Starboard Chief Executive Officer Jeff Smith argued at a virtual conference Thursday that both companies are undervalued and have plenty of levers they can pull to improve earnings.

Corteva’s management has already identified $1.9 billion in cumulative cost savings, which Smith noted would represent 100% of company’s earnings before interest, taxes, depreciation and amortization, or Ebitda, in 2017. Roughly $1 billion of that is expected to be realized this year.

Despite that progress, Corteva has failed to bring margins and earnings in line with peers, Smith said.

“We all think Corteva is a business that should achieve long-term success,” Smith said at the 13D Monitor Active-Passive Investor Summit. “Despite our positive long-term outlook, the company has not yet lived up to its potential.”

Corteva’s Focus

Corteva completed its spinoff last year from DowDuPont Inc.
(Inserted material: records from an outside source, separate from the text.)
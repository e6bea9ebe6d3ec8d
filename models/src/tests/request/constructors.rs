use crate::{ComputationRequest, Operation};

#[test]
fn given_typed_constructors_when_called_then_arity_matches_operation() {
    let requests = [
        ComputationRequest::elastic_modules_for_unidirectional_composite(2, 0.2, 100.0, 0.3, 5.0, 0.2),
        ComputationRequest::thermal_conductivity_for_unidirectional_composite(1, 0.2, 100.0, 5.0),
        ComputationRequest::elastic_modules_for_honeycomb(1, 9.24, 8.4619, 0.4, 0.5236, 7.07, 0.2),
        ComputationRequest::thermal_expansion_for_honeycomb(1, 9.24, 8.4619, 0.4, 0.5236, 20e-5),
        ComputationRequest::thermal_expansion_for_unidirectional_composite(
            1, 0.2, 100.0, 0.3, 1e-6, 5.0, 0.2, 20e-5,
        ),
    ];

    for (request, operation) in requests.iter().zip(Operation::ALL) {
        assert_eq!(request.operation(), operation);
        assert!(request.has_declared_arity(), "{operation}");
    }
}

#[test]
fn given_request_when_parameter_looked_up_by_name_then_returns_value() {
    let request =
        ComputationRequest::elastic_modules_for_unidirectional_composite(2, 0.2, 100.0, 0.3, 5.0, 0.25);

    assert_eq!(request.model(), 2);
    assert_eq!(request.parameter("eForMatrix"), Some(5.0));
    assert_eq!(request.parameter("nuForMatrix"), Some(0.25));
    assert_eq!(request.parameter("kForFiber"), None);
}

#[test]
fn given_request_when_named_parameters_iterated_then_pairs_follow_wire_order() {
    let request = ComputationRequest::thermal_conductivity_for_unidirectional_composite(1, 0.2, 100.0, 5.0);

    let pairs: Vec<_> = request.named_parameters().collect();

    assert_eq!(
        pairs,
        vec![("fiberContent", 0.2), ("kForFiber", 100.0), ("kForMatrix", 5.0)]
    );
}

/// **VALUE**: Verifies that the unchecked constructor really is unchecked.
///
/// **BUG THIS CATCHES**: Would catch someone adding a panic to `new()`; arity is a codec
/// concern reported as an encoding error, not a crash at construction.
#[test]
fn given_wrong_arity_when_constructed_directly_then_flagged_but_not_rejected() {
    let request = ComputationRequest::new(
        Operation::ThermalConductivityForUnidirectionalComposite,
        1,
        vec![0.2, 100.0],
    );

    assert!(!request.has_declared_arity());
}
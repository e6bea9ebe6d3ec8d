//! Doubles on the structured command surface.
//!
//! JSON numbers cannot hold NaN or infinities, so those travel as the
//! strings `"NaN"`, `"inf"` and `"-inf"`. Finite values stay JSON numbers.

use models::Elapsed;

use serde::de::Error as DeError;
use serde::ser::SerializeSeq;
use serde::{Deserialize, Deserializer, Serialize, Serializer};
use serde_json::Value;

const NAN: &str = "NaN";
const INFINITY: &str = "inf";
const NEG_INFINITY: &str = "-inf";

pub fn to_value(number: f64) -> Value {
    if number.is_nan() {
        Value::from(NAN)
    } else if number == f64::INFINITY {
        Value::from(INFINITY)
    } else if number == f64::NEG_INFINITY {
        Value::from(NEG_INFINITY)
    } else {
        Value::from(number)
    }
}

pub fn from_value(value: &Value) -> Option<f64> {
    match value {
        Value::Number(number) => number.as_f64(),
        Value::String(text) => match text.as_str() {
            NAN => Some(f64::NAN),
            INFINITY => Some(f64::INFINITY),
            NEG_INFINITY => Some(f64::NEG_INFINITY),
            _ => None,
        },
        _ => None,
    }
}

/// `#[serde(with = "values")]` for a `Vec<f64>` that may hold non-finite values.
pub mod values {
    use super::*;

    pub fn serialize<S>(values: &[f64], serializer: S) -> Result<S::Ok, S::Error>
    where
        S: Serializer,
    {
        let mut seq = serializer.serialize_seq(Some(values.len()))?;
        for value in values {
            seq.serialize_element(&to_value(*value))?;
        }
        seq.end()
    }

    pub fn deserialize<'de, D>(deserializer: D) -> Result<Vec<f64>, D::Error>
    where
        D: Deserializer<'de>,
    {
        Vec::<Value>::deserialize(deserializer)?
            .iter()
            .map(|value| {
                from_value(value)
                    .ok_or_else(|| D::Error::custom(format!("expected a double, got {value}")))
            })
            .collect()
    }
}

/// Return value of a command: `[values, {"secs": s, "nanos": n}]`.
#[derive(Debug, Serialize, Deserialize)]
pub struct CommandReturn(#[serde(with = "values")] pub Vec<f64>, pub Elapsed);
use crate::{ComputationRequest, ModelError, Operation};

/// **VALUE**: Verifies that named parameters given in any order land in wire order.
///
/// **WHY THIS MATTERS**: Callers (CLI, local command arguments) hold parameters by name.
/// The wire format only knows positions.
///
/// **BUG THIS CATCHES**: Would catch a builder that keeps insertion order instead of the
/// operation's declared order.
#[test]
fn given_parameters_out_of_order_when_built_then_placed_in_declared_order() {
    // GIVEN: Parameters supplied in reverse
    let builder = ComputationRequest::builder(Operation::ThermalConductivityForUnidirectionalComposite)
        .with_model(1)
        .with_parameter("kForMatrix", 5.0)
        .with_parameter("kForFiber", 100.0)
        .with_parameter("fiberContent", 0.2);

    // WHEN: Building
    let request = builder.build().unwrap();

    // THEN: Declared order, same as the typed constructor
    assert_eq!(request.parameters(), &[0.2, 100.0, 5.0]);
    assert_eq!(
        request,
        ComputationRequest::thermal_conductivity_for_unidirectional_composite(1, 0.2, 100.0, 5.0)
    );
}

#[test]
fn given_missing_model_when_built_then_returns_validation_error() {
    let result = ComputationRequest::builder(Operation::ThermalConductivityForUnidirectionalComposite)
        .with_parameter("fiberContent", 0.2)
        .with_parameter("kForFiber", 100.0)
        .with_parameter("kForMatrix", 5.0)
        .build();

    let err = result.unwrap_err();
    assert!(matches!(err, ModelError::Validation { .. }));
    assert!(err.to_string().contains("Model selector is required"));
}

#[test]
fn given_zero_model_when_built_then_returns_validation_error() {
    let result = ComputationRequest::builder(Operation::ThermalExpansionForHoneycomb)
        .with_model(0)
        .build();

    assert!(result.unwrap_err().to_string().contains("non-zero"));
}

/// **VALUE**: Verifies that unknown names are rejected instead of ignored.
///
/// **BUG THIS CATCHES**: Would catch a typo such as `fibreContent` being silently dropped,
/// which would then surface later as a confusing "missing parameter".
#[test]
fn given_unknown_parameter_when_built_then_error_names_it() {
    // GIVEN: A misspelt parameter
    let result = ComputationRequest::builder(Operation::ThermalConductivityForUnidirectionalComposite)
        .with_model(2)
        .with_parameter("fibreContent", 0.2)
        .build();

    // THEN: The error mentions the bad name and the accepted ones
    let message = result.unwrap_err().to_string();
    assert!(message.contains("fibreContent"), "{message}");
    assert!(message.contains("fiberContent"), "{message}");
}

#[test]
fn given_duplicate_parameter_when_built_then_returns_validation_error() {
    let result = ComputationRequest::builder(Operation::ThermalConductivityForUnidirectionalComposite)
        .with_model(1)
        .with_parameter("kForFiber", 100.0)
        .with_parameter("kForFiber", 90.0)
        .build();

    assert!(result.unwrap_err().to_string().contains("more than once"));
}

#[test]
fn given_partial_parameters_when_built_then_error_lists_every_missing_name() {
    let result = ComputationRequest::builder(Operation::ElasticModulesForHoneycomb)
        .with_model(1)
        .with_parameter("angle", 0.5)
        .build();

    let message = result.unwrap_err().to_string();
    for missing in ["lCellSideSize", "hCellSideSize", "wallThickness", "eForHoneycomb", "nuForHoneycomb"] {
        assert!(message.contains(missing), "should list {missing}: {message}");
    }
    assert!(!message.contains("angle,"), "{message}");
}
//! Wiring between parsed arguments and the compute core.

use crate::cli::{Args, Command};
use crate::error::MatpropsError;
use crate::report;

use client_core::{ComputeConfig, Dispatcher};
use common::ErrorLocation;
use models::{ComputationRequest, Operation};

use std::panic::Location;
use std::path::{Path, PathBuf};

use log::{debug, info};

const LOG_DIR_NAME: &str = "matprops";

/// Where `matprops.log` goes when `--log-dir` is not given.
pub fn default_log_dir() -> Result<PathBuf, MatpropsError> {
    dirs::cache_dir()
        .or_else(dirs::data_local_dir)
        .map(|dir| dir.join(LOG_DIR_NAME))
        .ok_or_else(|| MatpropsError::Matprops {
            message: "Platform has no cache directory for logs".to_string(),
            location: ErrorLocation::from(Location::caller()),
        })
}

/// Effective configuration: file, then environment, then flags.
pub fn resolve_config(args: &Args) -> Result<ComputeConfig, MatpropsError> {
    let config_dir = match &args.config_dir {
        Some(dir) => dir.clone(),
        None => ComputeConfig::default_dir().map_err(config_error)?,
    };

    let mut config = load_config(&config_dir)?;
    config.apply_env_overrides();

    if let Some(base_url) = &args.base_url {
        config.remote.base_url = base_url.clone();
    }
    if let Some(timeout) = args.timeout {
        config.remote.timeout_secs = timeout;
    }

    config.validate().map_err(config_error)?;

    debug!(
        "Remote engine {} (timeout {}s)",
        config.remote.base_url, config.remote.timeout_secs
    );

    Ok(config)
}

fn load_config(config_dir: &Path) -> Result<ComputeConfig, MatpropsError> {
    ComputeConfig::load(config_dir).map_err(config_error)
}

#[track_caller]
fn config_error(error: client_core::ConfigError) -> MatpropsError {
    MatpropsError::Config {
        message: error.to_string(),
        location: ErrorLocation::from(Location::caller()),
    }
}

/// Turn the command-line operation name and `name=value` pairs into a request.
#[track_caller]
pub fn build_request(
    operation: &str,
    model: u8,
    parameters: &[(String, f64)],
) -> Result<ComputationRequest, MatpropsError> {
    let operation: Operation = operation.parse().map_err(|_| MatpropsError::InvalidRequest {
        message: format!(
            "Unknown operation '{operation}' (run `matprops list` for the catalogue)"
        ),
        location: ErrorLocation::from(Location::caller()),
    })?;

    parameters
        .iter()
        .fold(
            ComputationRequest::builder(operation).with_model(model),
            |builder, (name, value)| builder.with_parameter(name.as_str(), *value),
        )
        .build()
        .map_err(|e| MatpropsError::InvalidRequest {
            message: e.to_string(),
            location: ErrorLocation::from(Location::caller()),
        })
}

/// Execute the parsed command and return what should be printed on stdout.
pub async fn run(args: &Args) -> Result<String, MatpropsError> {
    match &args.command {
        Command::List => Ok(report::render_catalogue()),
        Command::Compute {
            operation,
            model,
            parameters,
            json,
        } => {
            let request = build_request(operation, *model, parameters)?;
            let config = resolve_config(args)?;

            let dispatcher = Dispatcher::remote_only(&config).map_err(|e| MatpropsError::Config {
                message: e.to_string(),
                location: ErrorLocation::from(Location::caller()),
            })?;

            info!("Computing {} with model {}", request.operation(), request.model());

            let result = dispatcher.compute(&request).await?;

            if *json {
                report::render_json(&result)
            } else {
                Ok(report::render_text(&result))
            }
        }
    }
}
The company said in a statement it was focused on its current strategy while it navigates the impact on its business from the outbreak of the coronavirus.

“Corteva engages in regular communication with its shareholders, and we welcome continued engagement with Starboard Value and hearing their perspectives related to enhancing shareholder value,” it said in the statement.

Smith noted that Corteva’s 2019 Ebitda margin of 14.4% trails its peers, and argued the company should bring those numbers up to about 23%, roughly in line with its competitor, Bayer CropScience Ltd. With that level of improved execution, the company could see its shares trading at $47 to $55, he said.

Corteva rose 5.8% to $32.30 at 2:47 p.m. Thursday in New York trading, giving the company a market value of $24 billion.

Takeover Potential

Smith said there are similar opportunities at ON Semiconductor, which he argued could be an attractive takeover target as well. The company also has an opportunity to bring in a new leader to oversee the necessary changes with CEO Keith Jackson stepping down in May 2021.

Smith said the company should shrink its manufacturing footprint, outsource some of its fabrication work, and potentially explore a sale.

“We believe it’s a great time to invest in an industry leader that has opportunity for margin and growth improvement, trades at a steep discount to peers and could potentially be a strategic M&A target,” Smith said.

A representative for On Semiconductor wasn’t immediately available for comment.

On Semiconductor’s shares rose 10% to $25.78 at 2:47 p.m., giving the company a market value of $10.6 billion.

(Updates with company comment in fifth paragraph. ON Semiconductor’s name was corrected in an earlier version of this story.)